To his surprise and relief, she was right. Silver Law paid for him to stay in the hospital for the additional month and a half he took to be recovered enough to go home, agreed to pay for his wheelchair until his artificial legs were ready and to pay for all expenses related to that, as well as any near term or even long term therapy he needed to fully recover.
The day he went home, he walked out of the hospital on his new legs, although since he was still getting used to these they also took the wheelchair, and his doctor wished him a good recovery and arranged a check-up in six months to see how he was doing, and he went home in good spirits, knowing the recovery would be long and hard but thankful that at least he no longer had the financial burden and worries that had plagued him at the time of his fall.
TRACK ONE AFTER HIS RELEASE, OUT PATIENT CARE.
When he awoke in bed with no legs, his sons carried him to the bathroom and after he was done there they carried him to the table where he ate breakfast and then his family turned towards the matters now at hand.
“Well,” said Charlie. “First off I need some way of getting around on my own. I appreciate you three carrying me,” he quickly told his sons. “But long term that’s not a viable alternative.”
Susan nodded, with a sad look on her face. “Silver Law still refuses to pay for anything. I approached a lawyer about suing, and she said we have a pretty good case, but that could take years and you need something now.”
That summed up the problem pretty well.
So for the next hour they talked through various options, including stealing a wheelchair from the hospital.
“But even if I didn’t mind breaking the law, which I do,” said Charlie. “‘The Wheelchair Bandit’ just doesn’t sound very good, and besides I couldn’t pretend I didn’t have the loot if I got caught, could I?”
They all laughed at this. There had been little laughter for some time and it felt good.
“Since Unc..sorry, Hank,” said Bob, “pushed you out the window, his insurance might be required by law to pay something.”
“If he had any,” Charlie sighed. “But I know for a fact he does not. We could sue him for personal compensation, but that could take years, and he doesn’t have much money anyway.”
“There’s always our retirement,” ventured Susan.
Charlie hated to dip into that, he and Susan had had other plans for that, a lot of travel for one thing. In the end, though, that was the only viable alternative they could find for immediate needs, and with it they did purchase a wheelchair, and he eventually managed to be getting himself around fairly well.

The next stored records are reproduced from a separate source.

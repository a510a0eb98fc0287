use plaza_core::{ListenerPose, SourceTransform, Vec3};

/// Source position and facing in listener space: forward is `-z`, right is `+x`.
#[derive(Debug, Clone, Copy, PartialEq, Default)]
pub struct PannerState {
    pub position: Vec3,
    pub orientation: Vec3,
}

/// Maps world transforms into listener-relative panner parameters.
#[derive(Debug, Clone, Copy)]
pub struct PannerCalculator {
    sensitivity: f32,
}

impl PannerCalculator {
    pub fn new(sensitivity: f32) -> Self {
        Self { sensitivity }
    }

    pub fn sensitivity(&self) -> f32 {
        self.sensitivity
    }

    /// Pure; does not touch any audio node.
    pub fn calculate(&self, source: &SourceTransform, listener: &ListenerPose) -> PannerState {
        let (lx, lz) = horizontal_look(listener.look_at);
        // Rotates the horizontal plane so the look vector lands on -z.
        let to_listener_space =
            |v: Vec3| Vec3::new(-lz * v.x + lx * v.z, 0.0, -lx * v.x - lz * v.z);

        let relative = source.position - listener.position;
        let position = to_listener_space(relative);
        let position = Vec3::new(
            apply_falloff(position.x, self.sensitivity),
            apply_falloff(position.y, self.sensitivity),
            apply_falloff(position.z, self.sensitivity),
        );

        let facing = source.rotation.rotate(Vec3::FORWARD);
        PannerState {
            position,
            orientation: to_listener_space(facing),
        }
    }
}

/// Unit look direction on the horizontal plane; straight up or down falls
/// back to the canonical forward.
fn horizontal_look(look_at: Vec3) -> (f32, f32) {
    let flat = Vec3::new(look_at.x, 0.0, look_at.z).normalize_or_zero();
    if flat == Vec3::ZERO {
        (Vec3::FORWARD.x, Vec3::FORWARD.z)
    } else {
        (flat.x, flat.z)
    }
}

/// `(value / sensitivity)^2`: 1 at the sensitivity distance, growing with
/// distance on both sides of zero.
pub fn falloff_multiplier(value: f32, sensitivity: f32) -> f32 {
    let ratio = value / sensitivity;
    ratio * ratio
}

pub fn apply_falloff(value: f32, sensitivity: f32) -> f32 {
    value * falloff_multiplier(value, sensitivity)
}
use crate::config::VoiceActivityConfig;
use plaza_core::PeerId;
use std::collections::VecDeque;
use std::sync::atomic::{AtomicBool, Ordering};
use std::sync::{Arc, Mutex};
use tokio::task::JoinHandle;
use tokio::time::MissedTickBehavior;
use tracing::{debug, trace};

/// Midpoint of unsigned 8-bit time-domain data.
const SILENCE: u8 = 128;

/// Rolling window of the most recent samples of one stream, stored as
/// unsigned 8-bit time-domain data.
#[derive(Clone)]
pub struct Analyser {
    window: usize,
    samples: Arc<Mutex<VecDeque<u8>>>,
}

impl Analyser {
    pub fn new(window: usize) -> Self {
        Self {
            window,
            samples: Arc::new(Mutex::new(VecDeque::with_capacity(window))),
        }
    }

    /// Feeds PCM in `-1.0..=1.0`.
    pub fn write_samples(&self, pcm: &[f32]) {
        let mut samples = self.samples.lock().unwrap_or_else(|e| e.into_inner());
        for s in pcm {
            if samples.len() == self.window {
                samples.pop_front();
            }
            samples.push_back(to_byte(*s));
        }
    }

    /// Copies the window into `out`, left-padded with silence.
    pub fn snapshot(&self, out: &mut Vec<u8>) {
        out.clear();
        let samples = self.samples.lock().unwrap_or_else(|e| e.into_inner());
        out.resize(self.window - samples.len(), SILENCE);
        out.extend(samples.iter().copied());
    }
}

fn to_byte(sample: f32) -> u8 {
    (f32::from(SILENCE) * (1.0 + sample.clamp(-1.0, 1.0))).clamp(0.0, 255.0) as u8
}

/// Mean absolute deviation from silence, ignoring deviations under the noise
/// floor, normalized to `0.0..=1.0`.
pub fn measure_level(data: &[u8], noise_floor: u8) -> f32 {
    if data.is_empty() {
        return 0.0;
    }
    let sum: u32 = data
        .iter()
        .map(|d| u32::from(d.abs_diff(SILENCE)))
        .filter(|dev| *dev >= u32::from(noise_floor))
        .sum();
    (sum as f32 / data.len() as f32 / f32::from(SILENCE)).min(1.0)
}

/// Quantizes readings and reports only changes.
#[derive(Debug)]
pub struct VoiceLevelTracker {
    step: f32,
    last_steps: i64,
}

impl VoiceLevelTracker {
    pub fn new(step: f32) -> Self {
        Self {
            step,
            last_steps: 0,
        }
    }

    pub fn observe(&mut self, level: f32) -> Option<f32> {
        let steps = (level / self.step).round() as i64;
        if steps == self.last_steps {
            return None;
        }
        self.last_steps = steps;
        Some((steps as f32 * self.step).clamp(0.0, 1.0))
    }
}

/// Periodic voice level sampler for one remote stream.
///
/// The loop reads the stop flag before each frame, so no level is reported
/// after [`destroy`](Self::destroy) returns and the current frame finishes.
pub struct VoiceActivityEmitter {
    stopped: Arc<AtomicBool>,
    task: Option<JoinHandle<()>>,
}

impl VoiceActivityEmitter {
    pub fn start<F>(peer_id: PeerId, analyser: Analyser, config: &VoiceActivityConfig, on_level: F) -> Self
    where
        F: Fn(f32) + Send + 'static,
    {
        let stopped = Arc::new(AtomicBool::new(false));
        let flag = stopped.clone();
        let interval = config.frame_interval();
        let noise_floor = config.noise_floor;
        let step = config.quantization_step;

        let task = tokio::spawn(async move {
            let mut ticker = tokio::time::interval(interval);
            ticker.set_missed_tick_behavior(MissedTickBehavior::Skip);
            let mut tracker = VoiceLevelTracker::new(step);
            let mut buf = Vec::new();

            loop {
                if flag.load(Ordering::Acquire) {
                    break;
                }
                analyser.snapshot(&mut buf);
                if let Some(level) = tracker.observe(measure_level(&buf, noise_floor)) {
                    trace!("Voice level of {} changed to {:.2}", peer_id, level);
                    on_level(level);
                }
                ticker.tick().await;
            }
            debug!("Voice activity loop for {} stopped", peer_id);
        });

        Self {
            stopped,
            task: Some(task),
        }
    }

    pub fn is_stopped(&self) -> bool {
        self.stopped.load(Ordering::Acquire)
    }

    pub fn destroy(&mut self) {
        self.stopped.store(true, Ordering::Release);
        self.task.take();
    }
}

impl Drop for VoiceActivityEmitter {
    fn drop(&mut self) {
        self.destroy();
    }
}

However, they had to dip into their retirement quite a bit for his recovery since there was no other money to pay for all of his therapy and such, since it was quite expensive and he couldn’t work at all for nearly a year. “I guess I couldn’t hike The Rockies now anyway,” he joked one time with a bitter laugh, which his family tried but failed to respond to. Susan worked, and the boys contributed as well, but they each had their own lives and responsibilities, and Susan couldn’t work full time because with no legs Charlie could not get himself in and out of the wheelchair at all. He continued to see his future as a black hole, because every expense that arose ate further into their future, but he tried to keep upbeat and keep these thoughts to himself for his family’s sake, particularly his new grand-baby, whom he could only hold with someone nearby ready to take her, since his lap was gone.
TRACK TWO AFTER HIS RELEASE, OUT PATIENT CARE.
When he got home he fell getting out of the car, but Mark and Bob quickly helped him up, and then he he walked back into his house and walked around, getting used to his new legs. Then he sat down for a bit and had a relaxing meal with his family while they discussed the future.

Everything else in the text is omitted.